== WHAT THE TASK REQUIRES ==
Which lines of the entries below contain the string "recorded"? Copy each one.

== DATA ==
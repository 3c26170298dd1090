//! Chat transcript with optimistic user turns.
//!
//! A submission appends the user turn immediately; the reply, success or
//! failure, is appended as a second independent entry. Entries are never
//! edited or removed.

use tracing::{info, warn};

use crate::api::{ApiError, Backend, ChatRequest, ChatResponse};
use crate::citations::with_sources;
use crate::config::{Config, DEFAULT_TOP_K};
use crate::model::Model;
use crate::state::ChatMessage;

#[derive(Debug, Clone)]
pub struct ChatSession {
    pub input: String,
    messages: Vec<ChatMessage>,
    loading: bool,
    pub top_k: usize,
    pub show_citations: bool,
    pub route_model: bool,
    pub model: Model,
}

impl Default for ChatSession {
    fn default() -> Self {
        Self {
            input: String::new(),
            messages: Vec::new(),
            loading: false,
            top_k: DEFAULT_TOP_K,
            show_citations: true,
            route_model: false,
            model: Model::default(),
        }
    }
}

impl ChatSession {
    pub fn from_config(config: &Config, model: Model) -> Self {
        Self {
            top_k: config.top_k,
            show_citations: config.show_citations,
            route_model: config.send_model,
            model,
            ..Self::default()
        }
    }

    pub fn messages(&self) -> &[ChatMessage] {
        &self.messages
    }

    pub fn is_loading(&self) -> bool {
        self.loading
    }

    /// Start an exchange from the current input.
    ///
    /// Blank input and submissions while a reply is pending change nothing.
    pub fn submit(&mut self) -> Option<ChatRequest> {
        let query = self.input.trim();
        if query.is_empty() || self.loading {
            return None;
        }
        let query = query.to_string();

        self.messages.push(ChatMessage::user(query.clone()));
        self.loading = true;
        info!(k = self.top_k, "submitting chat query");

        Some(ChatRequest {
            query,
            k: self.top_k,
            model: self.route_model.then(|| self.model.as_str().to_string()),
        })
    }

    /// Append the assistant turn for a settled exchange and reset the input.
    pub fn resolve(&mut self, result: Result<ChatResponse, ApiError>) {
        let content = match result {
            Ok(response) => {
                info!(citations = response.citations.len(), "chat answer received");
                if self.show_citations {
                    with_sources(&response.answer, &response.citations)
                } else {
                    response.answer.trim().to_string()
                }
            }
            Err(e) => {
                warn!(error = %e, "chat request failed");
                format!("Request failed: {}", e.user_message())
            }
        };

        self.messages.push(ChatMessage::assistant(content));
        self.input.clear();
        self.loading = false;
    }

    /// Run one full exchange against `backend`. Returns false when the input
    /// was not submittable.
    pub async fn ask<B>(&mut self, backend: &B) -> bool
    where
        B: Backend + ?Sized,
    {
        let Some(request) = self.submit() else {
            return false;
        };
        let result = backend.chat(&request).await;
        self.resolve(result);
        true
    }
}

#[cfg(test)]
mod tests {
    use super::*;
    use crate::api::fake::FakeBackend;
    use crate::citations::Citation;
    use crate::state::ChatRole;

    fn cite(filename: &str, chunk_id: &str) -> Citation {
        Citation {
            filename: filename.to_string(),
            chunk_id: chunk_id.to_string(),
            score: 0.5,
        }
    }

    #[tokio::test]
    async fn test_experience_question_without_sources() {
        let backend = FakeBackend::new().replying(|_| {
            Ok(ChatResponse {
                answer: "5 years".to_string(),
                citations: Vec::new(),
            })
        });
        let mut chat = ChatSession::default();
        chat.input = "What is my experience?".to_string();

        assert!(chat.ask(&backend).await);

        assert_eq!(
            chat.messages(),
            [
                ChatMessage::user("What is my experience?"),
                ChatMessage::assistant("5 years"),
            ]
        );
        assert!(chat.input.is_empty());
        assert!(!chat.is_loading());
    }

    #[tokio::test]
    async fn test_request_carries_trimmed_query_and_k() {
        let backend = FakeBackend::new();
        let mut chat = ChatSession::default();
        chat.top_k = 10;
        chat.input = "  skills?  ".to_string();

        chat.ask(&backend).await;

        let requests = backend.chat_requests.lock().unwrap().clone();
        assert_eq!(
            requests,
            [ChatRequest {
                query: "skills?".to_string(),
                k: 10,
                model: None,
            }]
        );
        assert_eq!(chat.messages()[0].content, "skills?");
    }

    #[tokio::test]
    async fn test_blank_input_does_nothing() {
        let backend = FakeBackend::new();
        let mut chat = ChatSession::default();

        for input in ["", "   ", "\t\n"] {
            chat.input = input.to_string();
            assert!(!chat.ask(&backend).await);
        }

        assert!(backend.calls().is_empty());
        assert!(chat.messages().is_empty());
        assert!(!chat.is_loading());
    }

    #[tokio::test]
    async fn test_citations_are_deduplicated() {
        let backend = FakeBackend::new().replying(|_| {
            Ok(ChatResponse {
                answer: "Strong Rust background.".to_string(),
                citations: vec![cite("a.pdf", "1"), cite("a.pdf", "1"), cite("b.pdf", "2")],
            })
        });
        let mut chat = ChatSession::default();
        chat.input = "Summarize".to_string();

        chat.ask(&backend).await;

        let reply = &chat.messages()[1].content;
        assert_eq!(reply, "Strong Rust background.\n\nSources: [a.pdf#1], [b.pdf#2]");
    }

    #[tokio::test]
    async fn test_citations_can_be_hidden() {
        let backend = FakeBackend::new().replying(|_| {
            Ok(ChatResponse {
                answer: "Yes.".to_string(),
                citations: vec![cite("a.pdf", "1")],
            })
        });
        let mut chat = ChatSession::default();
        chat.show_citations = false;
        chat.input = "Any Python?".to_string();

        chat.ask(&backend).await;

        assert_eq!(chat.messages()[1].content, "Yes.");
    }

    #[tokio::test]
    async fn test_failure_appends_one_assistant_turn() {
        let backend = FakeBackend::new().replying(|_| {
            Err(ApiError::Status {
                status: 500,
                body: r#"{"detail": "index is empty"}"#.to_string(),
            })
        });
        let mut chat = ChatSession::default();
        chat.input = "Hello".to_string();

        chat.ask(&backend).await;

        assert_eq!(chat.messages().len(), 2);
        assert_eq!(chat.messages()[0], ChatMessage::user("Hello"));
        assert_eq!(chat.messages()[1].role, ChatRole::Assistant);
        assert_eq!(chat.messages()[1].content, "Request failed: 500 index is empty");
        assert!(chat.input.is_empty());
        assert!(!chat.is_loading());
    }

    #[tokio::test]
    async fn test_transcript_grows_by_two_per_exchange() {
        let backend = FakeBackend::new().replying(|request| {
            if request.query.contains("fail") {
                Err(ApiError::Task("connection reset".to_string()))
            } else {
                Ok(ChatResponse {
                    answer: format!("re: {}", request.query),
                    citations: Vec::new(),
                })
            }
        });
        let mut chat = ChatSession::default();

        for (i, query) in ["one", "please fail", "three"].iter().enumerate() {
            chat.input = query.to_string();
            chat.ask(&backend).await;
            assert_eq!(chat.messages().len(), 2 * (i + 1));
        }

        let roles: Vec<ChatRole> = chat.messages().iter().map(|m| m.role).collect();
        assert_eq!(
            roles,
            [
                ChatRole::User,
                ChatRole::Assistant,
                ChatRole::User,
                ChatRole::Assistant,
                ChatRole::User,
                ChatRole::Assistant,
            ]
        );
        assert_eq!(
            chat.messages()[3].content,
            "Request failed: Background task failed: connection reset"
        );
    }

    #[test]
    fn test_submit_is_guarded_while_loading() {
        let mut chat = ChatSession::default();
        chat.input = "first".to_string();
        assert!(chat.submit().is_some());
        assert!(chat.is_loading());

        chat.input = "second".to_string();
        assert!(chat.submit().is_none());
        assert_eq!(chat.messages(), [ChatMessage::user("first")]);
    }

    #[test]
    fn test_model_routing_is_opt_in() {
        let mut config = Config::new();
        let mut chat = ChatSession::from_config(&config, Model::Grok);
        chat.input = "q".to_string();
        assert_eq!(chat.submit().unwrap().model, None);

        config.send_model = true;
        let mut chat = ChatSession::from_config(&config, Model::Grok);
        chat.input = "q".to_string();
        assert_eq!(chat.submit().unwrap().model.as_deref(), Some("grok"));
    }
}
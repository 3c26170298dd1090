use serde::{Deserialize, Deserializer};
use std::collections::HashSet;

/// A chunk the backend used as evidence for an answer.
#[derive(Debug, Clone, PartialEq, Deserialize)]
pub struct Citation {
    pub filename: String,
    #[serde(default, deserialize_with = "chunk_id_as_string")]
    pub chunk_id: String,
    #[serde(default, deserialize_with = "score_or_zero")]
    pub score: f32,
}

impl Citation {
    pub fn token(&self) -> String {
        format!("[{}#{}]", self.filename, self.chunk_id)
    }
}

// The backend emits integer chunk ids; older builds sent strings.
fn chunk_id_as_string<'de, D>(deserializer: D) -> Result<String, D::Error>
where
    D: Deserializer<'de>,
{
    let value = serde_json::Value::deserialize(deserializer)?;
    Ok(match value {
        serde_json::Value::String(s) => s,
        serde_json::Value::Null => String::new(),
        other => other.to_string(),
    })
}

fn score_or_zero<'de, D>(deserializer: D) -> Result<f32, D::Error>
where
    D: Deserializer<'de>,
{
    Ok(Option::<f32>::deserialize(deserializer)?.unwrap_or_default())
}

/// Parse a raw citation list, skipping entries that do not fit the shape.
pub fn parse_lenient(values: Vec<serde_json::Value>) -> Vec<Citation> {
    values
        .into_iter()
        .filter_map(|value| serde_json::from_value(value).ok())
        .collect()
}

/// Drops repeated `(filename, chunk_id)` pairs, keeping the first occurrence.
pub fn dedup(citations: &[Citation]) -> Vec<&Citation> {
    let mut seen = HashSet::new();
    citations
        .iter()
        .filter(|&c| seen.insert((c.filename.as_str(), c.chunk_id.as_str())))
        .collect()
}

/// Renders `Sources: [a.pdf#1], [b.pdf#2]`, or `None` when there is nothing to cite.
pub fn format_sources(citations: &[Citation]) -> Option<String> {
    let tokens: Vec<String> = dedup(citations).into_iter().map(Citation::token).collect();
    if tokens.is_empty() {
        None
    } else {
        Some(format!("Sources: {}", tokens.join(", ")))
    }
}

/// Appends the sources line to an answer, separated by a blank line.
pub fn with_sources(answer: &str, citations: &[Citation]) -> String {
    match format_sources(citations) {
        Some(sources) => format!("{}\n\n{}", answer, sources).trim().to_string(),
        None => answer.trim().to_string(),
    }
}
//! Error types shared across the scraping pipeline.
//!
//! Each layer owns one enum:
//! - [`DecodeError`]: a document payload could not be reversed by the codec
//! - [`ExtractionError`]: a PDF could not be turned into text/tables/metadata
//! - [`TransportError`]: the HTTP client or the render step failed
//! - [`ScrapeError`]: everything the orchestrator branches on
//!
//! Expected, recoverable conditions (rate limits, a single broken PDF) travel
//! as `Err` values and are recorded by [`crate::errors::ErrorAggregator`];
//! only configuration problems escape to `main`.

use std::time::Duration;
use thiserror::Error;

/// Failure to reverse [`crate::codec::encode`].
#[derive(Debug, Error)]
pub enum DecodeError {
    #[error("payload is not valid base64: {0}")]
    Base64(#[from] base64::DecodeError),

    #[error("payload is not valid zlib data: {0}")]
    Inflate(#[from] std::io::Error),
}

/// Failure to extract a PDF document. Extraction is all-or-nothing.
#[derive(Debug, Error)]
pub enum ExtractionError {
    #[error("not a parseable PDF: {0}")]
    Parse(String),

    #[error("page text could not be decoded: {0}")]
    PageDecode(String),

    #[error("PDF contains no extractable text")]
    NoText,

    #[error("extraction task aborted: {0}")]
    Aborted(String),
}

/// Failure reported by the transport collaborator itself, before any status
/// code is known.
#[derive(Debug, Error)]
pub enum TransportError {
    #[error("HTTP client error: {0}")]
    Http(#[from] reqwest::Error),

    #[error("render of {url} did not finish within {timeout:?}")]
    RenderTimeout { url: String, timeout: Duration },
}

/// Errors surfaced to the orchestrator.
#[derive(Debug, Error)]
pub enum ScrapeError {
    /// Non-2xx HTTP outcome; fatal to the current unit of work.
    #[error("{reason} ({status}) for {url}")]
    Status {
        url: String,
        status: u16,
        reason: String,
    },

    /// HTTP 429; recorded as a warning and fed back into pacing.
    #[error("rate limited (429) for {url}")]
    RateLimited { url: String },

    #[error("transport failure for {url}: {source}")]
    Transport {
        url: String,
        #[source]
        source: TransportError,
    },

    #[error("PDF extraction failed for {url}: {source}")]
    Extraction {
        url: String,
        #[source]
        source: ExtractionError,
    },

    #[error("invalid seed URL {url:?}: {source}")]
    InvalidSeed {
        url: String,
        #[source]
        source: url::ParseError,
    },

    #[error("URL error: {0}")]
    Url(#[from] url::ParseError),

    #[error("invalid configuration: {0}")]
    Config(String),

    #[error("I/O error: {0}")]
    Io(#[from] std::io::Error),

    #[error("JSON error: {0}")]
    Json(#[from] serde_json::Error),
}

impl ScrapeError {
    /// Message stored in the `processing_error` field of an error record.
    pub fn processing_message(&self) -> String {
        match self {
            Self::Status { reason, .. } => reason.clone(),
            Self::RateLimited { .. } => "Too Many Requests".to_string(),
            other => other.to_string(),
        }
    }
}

* * *

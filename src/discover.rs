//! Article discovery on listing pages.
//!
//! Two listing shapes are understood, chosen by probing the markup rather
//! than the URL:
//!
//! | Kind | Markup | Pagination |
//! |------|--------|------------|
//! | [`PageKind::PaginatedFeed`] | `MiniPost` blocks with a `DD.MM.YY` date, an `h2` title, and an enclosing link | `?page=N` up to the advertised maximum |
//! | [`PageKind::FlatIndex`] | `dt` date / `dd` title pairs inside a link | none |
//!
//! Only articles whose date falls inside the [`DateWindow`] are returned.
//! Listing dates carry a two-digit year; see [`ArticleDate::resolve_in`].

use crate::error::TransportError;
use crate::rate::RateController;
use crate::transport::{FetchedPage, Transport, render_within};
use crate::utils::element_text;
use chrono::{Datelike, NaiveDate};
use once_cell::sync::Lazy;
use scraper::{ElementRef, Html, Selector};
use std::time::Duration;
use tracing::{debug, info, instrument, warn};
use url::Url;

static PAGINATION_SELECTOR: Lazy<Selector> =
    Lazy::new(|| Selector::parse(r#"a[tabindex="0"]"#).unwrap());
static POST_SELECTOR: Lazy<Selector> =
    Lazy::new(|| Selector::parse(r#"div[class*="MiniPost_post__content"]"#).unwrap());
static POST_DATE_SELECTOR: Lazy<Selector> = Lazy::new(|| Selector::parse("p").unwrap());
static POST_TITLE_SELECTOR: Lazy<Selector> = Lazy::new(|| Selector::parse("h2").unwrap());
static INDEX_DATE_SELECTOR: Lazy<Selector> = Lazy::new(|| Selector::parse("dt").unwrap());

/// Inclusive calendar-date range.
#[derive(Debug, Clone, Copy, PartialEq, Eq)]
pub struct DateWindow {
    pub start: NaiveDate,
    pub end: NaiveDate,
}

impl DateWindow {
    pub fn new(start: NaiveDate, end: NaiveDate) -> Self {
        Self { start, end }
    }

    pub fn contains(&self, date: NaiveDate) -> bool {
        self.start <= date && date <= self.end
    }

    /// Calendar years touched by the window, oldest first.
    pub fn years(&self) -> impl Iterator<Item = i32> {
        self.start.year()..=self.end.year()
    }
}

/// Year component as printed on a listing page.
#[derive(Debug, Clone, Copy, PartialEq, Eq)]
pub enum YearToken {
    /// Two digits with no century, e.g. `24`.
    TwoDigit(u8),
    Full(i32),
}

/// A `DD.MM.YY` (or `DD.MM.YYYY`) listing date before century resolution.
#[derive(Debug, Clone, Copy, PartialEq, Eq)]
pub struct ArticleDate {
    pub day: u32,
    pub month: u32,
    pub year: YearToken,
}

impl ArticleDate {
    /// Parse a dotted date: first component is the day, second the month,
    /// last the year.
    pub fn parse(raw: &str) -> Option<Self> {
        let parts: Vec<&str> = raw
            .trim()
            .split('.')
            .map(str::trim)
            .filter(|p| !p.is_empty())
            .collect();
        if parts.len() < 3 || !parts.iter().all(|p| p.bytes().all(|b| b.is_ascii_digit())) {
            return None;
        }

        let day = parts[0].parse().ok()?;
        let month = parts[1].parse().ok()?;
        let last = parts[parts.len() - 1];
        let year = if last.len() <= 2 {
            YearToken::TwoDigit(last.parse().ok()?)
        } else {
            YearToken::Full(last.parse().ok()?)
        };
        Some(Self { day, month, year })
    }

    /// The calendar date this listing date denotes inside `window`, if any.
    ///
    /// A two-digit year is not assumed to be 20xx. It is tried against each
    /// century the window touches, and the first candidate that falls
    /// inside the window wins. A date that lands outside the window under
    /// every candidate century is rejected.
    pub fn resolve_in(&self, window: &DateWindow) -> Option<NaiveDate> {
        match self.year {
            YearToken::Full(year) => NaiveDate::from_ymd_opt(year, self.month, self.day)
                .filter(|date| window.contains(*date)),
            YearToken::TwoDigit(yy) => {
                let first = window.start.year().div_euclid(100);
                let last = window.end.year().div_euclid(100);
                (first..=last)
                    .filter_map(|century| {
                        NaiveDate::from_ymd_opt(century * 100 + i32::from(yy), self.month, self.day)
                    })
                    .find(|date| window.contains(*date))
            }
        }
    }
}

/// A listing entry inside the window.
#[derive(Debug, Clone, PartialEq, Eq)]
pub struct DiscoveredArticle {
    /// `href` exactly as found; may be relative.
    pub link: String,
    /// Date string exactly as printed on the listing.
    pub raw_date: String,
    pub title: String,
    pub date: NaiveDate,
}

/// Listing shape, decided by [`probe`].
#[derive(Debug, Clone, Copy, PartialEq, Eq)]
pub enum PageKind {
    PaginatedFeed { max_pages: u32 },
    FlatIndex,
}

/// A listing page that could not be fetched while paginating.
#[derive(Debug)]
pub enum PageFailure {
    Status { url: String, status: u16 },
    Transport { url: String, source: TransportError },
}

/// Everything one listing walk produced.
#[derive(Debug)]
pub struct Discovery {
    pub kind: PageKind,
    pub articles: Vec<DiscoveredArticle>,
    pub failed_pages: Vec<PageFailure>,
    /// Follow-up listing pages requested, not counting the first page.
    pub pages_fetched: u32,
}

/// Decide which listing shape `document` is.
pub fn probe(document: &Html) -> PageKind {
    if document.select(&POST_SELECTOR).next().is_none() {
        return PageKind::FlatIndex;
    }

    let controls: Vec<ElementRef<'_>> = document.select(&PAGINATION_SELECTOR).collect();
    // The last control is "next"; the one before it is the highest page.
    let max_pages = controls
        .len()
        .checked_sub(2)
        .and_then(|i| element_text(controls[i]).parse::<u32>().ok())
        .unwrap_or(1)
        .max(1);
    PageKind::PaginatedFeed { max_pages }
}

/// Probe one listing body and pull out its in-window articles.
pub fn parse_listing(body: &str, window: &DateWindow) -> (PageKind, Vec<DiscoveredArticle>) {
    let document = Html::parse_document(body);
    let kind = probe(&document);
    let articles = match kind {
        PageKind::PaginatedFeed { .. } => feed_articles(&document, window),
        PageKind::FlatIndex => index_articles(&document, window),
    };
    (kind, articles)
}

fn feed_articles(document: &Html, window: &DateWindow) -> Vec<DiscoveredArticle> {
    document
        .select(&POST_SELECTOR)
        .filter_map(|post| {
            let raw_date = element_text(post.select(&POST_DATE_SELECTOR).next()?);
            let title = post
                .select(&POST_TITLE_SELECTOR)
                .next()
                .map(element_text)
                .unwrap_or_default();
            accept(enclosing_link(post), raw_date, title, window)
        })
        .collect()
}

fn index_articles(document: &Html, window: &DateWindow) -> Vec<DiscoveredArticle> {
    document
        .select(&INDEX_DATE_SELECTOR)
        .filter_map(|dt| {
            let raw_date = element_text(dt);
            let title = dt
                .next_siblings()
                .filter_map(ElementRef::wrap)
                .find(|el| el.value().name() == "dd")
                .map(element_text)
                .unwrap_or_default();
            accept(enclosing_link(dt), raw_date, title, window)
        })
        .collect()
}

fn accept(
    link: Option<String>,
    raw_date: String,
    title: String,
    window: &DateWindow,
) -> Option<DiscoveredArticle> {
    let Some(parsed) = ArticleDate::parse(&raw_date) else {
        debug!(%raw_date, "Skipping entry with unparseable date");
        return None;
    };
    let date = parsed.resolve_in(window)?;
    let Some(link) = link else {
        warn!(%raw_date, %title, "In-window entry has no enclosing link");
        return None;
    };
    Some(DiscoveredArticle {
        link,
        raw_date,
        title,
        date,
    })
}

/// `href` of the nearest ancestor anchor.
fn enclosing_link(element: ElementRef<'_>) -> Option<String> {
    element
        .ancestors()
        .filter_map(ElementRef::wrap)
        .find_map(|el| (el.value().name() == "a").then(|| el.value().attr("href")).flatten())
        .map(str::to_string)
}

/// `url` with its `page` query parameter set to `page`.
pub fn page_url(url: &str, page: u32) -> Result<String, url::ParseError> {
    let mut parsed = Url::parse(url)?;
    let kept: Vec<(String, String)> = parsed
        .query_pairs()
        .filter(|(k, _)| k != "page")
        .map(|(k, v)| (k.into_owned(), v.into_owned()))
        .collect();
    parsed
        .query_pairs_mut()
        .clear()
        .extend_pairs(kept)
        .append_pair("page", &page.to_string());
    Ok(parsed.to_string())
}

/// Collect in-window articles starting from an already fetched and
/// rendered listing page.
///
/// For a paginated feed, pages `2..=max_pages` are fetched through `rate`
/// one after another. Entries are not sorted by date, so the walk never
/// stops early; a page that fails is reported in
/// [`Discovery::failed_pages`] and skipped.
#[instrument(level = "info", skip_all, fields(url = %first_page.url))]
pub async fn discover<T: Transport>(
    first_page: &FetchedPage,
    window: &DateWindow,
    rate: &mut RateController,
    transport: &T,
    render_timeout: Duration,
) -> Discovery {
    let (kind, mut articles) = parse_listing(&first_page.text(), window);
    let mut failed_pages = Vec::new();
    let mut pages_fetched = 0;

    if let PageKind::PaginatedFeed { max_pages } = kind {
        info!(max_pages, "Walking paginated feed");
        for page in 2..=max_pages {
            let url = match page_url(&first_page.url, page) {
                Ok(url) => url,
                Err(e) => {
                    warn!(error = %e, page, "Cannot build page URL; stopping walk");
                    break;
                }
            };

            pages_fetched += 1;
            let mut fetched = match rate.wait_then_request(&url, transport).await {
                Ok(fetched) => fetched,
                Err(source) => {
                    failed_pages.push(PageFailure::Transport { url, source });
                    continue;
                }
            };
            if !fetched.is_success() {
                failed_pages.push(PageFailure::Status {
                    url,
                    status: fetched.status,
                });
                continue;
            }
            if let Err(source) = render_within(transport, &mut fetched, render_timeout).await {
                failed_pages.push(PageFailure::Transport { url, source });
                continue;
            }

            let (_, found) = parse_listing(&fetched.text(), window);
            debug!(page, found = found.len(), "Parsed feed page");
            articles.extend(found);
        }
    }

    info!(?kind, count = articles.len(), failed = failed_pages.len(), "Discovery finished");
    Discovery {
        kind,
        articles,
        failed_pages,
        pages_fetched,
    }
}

...

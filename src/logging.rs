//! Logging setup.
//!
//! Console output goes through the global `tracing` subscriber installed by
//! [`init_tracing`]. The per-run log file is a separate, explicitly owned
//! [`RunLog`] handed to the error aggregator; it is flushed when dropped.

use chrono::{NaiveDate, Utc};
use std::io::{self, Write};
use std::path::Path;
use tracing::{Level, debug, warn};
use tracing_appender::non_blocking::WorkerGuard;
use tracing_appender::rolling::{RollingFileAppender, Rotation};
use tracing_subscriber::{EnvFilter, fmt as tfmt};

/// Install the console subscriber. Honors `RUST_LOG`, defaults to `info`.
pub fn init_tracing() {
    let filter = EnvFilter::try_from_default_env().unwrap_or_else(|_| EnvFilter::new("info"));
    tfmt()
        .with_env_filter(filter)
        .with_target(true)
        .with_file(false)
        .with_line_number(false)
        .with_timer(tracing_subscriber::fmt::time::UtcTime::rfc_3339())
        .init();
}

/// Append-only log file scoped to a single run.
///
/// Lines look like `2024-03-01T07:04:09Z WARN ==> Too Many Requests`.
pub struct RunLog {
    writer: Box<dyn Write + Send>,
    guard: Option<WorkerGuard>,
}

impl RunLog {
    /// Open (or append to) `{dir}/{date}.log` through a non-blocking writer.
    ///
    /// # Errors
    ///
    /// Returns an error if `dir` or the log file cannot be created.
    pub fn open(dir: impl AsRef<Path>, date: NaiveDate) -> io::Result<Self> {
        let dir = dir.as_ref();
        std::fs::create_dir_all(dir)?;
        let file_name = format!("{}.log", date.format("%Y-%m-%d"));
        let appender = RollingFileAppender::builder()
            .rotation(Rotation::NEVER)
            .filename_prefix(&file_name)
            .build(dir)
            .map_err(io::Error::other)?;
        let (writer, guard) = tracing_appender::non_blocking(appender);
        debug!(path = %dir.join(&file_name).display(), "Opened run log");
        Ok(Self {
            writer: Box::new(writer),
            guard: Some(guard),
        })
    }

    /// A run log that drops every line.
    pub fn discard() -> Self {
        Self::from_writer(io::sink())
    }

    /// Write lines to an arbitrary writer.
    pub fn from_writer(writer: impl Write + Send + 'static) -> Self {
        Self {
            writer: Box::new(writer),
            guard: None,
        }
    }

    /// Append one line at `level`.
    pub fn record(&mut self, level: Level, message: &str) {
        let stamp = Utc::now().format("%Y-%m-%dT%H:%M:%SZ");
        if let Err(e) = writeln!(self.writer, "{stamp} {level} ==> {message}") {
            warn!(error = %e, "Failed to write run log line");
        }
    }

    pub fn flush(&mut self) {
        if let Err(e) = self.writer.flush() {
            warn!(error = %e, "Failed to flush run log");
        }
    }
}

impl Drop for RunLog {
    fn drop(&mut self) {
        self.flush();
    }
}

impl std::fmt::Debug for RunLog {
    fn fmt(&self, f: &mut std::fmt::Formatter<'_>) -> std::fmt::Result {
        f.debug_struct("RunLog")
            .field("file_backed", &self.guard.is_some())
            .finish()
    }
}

== OUTPUT ==
//! as `Err` values and are recorded by [`crate::errors::ErrorAggregator`];
    /// HTTP 429; recorded as a warning and fed back into pacing.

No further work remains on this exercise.